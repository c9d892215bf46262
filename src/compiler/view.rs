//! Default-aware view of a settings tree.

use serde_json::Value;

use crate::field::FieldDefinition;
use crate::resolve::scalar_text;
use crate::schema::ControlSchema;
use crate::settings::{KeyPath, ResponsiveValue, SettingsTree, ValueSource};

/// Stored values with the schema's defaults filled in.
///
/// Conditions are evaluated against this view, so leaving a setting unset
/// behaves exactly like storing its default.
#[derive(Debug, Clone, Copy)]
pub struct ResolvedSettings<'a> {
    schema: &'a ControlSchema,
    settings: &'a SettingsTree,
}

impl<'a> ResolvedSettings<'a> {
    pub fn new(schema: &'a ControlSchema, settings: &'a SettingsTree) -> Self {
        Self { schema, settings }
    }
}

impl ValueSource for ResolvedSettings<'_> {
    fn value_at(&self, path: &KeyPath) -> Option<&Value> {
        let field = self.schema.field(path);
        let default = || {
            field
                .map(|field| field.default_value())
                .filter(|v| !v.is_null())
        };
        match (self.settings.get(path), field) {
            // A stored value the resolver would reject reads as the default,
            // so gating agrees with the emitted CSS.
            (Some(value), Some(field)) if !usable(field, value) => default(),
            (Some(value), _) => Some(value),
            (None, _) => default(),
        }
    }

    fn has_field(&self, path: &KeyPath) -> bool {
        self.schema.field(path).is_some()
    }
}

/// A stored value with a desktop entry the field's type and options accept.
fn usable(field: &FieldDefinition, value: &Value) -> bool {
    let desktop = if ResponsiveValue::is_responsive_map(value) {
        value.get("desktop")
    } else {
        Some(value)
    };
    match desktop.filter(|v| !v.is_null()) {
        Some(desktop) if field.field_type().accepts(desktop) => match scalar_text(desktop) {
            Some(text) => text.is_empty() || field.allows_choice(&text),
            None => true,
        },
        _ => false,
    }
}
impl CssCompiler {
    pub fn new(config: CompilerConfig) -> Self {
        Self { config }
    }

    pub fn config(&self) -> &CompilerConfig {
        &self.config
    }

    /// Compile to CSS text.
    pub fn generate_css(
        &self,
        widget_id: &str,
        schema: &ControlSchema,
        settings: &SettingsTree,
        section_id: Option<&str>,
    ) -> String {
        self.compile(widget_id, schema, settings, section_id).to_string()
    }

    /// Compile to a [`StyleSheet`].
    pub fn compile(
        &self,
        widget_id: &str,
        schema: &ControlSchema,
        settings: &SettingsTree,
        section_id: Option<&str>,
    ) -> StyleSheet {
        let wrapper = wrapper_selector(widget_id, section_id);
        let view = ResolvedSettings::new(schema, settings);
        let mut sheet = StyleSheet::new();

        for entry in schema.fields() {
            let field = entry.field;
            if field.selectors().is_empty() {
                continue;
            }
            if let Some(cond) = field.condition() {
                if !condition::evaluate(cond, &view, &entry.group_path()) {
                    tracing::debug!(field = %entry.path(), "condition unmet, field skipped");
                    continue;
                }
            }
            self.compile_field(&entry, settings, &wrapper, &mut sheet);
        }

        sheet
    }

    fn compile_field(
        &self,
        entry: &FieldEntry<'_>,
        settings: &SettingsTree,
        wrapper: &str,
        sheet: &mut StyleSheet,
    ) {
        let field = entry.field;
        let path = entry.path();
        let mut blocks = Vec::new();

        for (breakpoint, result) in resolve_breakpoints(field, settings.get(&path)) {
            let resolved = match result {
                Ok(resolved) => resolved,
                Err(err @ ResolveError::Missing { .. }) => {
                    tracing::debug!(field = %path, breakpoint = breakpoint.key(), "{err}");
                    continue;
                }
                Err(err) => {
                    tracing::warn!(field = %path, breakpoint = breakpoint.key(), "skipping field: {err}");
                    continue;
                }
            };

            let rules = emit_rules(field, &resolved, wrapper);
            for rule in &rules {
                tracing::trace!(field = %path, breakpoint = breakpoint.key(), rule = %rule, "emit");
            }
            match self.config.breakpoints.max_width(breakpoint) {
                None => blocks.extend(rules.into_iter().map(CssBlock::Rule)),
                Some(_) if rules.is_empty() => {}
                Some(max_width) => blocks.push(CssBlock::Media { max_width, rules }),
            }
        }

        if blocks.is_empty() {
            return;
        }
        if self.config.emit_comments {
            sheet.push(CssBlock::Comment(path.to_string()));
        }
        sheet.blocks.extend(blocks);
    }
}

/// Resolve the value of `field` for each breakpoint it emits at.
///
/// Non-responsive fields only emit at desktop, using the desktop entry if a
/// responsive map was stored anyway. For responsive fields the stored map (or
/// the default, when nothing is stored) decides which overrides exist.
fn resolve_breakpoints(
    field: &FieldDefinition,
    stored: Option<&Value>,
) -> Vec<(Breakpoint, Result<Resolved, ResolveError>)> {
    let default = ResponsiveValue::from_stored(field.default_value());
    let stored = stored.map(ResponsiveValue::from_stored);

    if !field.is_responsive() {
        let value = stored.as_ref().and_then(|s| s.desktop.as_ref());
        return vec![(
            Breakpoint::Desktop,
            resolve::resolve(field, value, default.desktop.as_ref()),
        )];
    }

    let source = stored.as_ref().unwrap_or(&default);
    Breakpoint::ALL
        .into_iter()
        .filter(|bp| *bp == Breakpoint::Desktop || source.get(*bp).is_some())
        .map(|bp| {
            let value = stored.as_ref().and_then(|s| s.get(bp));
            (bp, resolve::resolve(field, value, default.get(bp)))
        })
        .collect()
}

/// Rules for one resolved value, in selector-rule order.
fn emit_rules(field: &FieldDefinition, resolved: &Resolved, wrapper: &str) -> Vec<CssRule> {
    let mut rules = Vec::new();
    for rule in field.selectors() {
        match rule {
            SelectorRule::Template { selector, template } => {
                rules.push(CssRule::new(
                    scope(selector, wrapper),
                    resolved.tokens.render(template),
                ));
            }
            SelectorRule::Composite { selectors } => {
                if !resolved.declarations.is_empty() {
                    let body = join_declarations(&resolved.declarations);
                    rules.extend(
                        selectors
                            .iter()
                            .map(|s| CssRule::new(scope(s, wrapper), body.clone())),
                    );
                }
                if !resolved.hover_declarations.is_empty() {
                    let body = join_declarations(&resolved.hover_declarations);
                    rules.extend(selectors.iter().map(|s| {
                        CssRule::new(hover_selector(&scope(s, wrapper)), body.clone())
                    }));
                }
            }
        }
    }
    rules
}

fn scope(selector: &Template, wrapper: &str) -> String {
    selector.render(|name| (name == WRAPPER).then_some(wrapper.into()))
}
·····
**Exercise:**
Where the listing above reaches the line that contains "tracing::trace!(field = %path, breakpoint", start retyping, and finish with the line that contains "Some(_) if rules.is_empty()"; reproduce those lines exactly and no others.

**Task output:**
                tracing::trace!(field = %path, breakpoint = breakpoint.key(), rule = %rule, "emit");
            }
            match self.config.breakpoints.max_width(breakpoint) {
                None => blocks.extend(rules.into_iter().map(CssBlock::Rule)),
                Some(_) if rules.is_empty() => {}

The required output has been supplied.